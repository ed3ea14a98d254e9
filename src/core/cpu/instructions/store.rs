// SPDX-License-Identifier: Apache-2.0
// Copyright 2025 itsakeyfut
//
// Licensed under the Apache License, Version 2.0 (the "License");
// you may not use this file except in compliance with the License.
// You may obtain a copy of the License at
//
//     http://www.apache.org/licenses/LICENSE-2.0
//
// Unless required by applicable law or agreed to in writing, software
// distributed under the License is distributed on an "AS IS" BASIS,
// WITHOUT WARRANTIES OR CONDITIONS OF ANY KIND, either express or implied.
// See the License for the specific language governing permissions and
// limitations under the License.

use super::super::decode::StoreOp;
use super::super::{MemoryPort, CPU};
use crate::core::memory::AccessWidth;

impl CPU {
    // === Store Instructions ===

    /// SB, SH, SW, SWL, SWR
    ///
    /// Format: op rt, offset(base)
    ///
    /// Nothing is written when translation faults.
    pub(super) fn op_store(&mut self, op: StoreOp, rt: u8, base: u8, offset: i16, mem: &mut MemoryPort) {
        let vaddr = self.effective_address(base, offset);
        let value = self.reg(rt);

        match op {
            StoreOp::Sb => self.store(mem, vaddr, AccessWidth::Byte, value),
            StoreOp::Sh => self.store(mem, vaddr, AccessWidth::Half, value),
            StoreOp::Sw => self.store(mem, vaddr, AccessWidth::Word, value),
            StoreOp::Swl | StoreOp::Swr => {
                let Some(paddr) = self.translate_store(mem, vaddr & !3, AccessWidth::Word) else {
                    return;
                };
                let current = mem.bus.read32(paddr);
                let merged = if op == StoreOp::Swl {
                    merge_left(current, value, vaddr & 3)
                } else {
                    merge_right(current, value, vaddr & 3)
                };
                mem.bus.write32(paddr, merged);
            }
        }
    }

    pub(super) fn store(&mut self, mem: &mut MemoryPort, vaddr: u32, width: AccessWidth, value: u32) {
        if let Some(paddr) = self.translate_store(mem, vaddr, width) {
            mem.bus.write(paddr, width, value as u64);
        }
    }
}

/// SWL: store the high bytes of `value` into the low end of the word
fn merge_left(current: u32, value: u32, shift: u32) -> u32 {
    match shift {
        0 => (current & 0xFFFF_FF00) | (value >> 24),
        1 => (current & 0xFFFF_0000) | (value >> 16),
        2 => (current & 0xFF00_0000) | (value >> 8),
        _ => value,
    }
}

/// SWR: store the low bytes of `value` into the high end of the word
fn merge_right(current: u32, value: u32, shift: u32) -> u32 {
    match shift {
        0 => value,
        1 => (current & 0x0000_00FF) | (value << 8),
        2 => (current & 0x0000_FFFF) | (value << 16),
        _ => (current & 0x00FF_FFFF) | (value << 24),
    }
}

WHAT YOU ARE ASKED TO DO:
Your answer should consist of each line above in which "Some" appears.

SOLVED EXERCISE:
                let Some(paddr) = self.translate_store(mem, vaddr & !3, AccessWidth::Word) else {
        if let Some(paddr) = self.translate_store(mem, vaddr, width) {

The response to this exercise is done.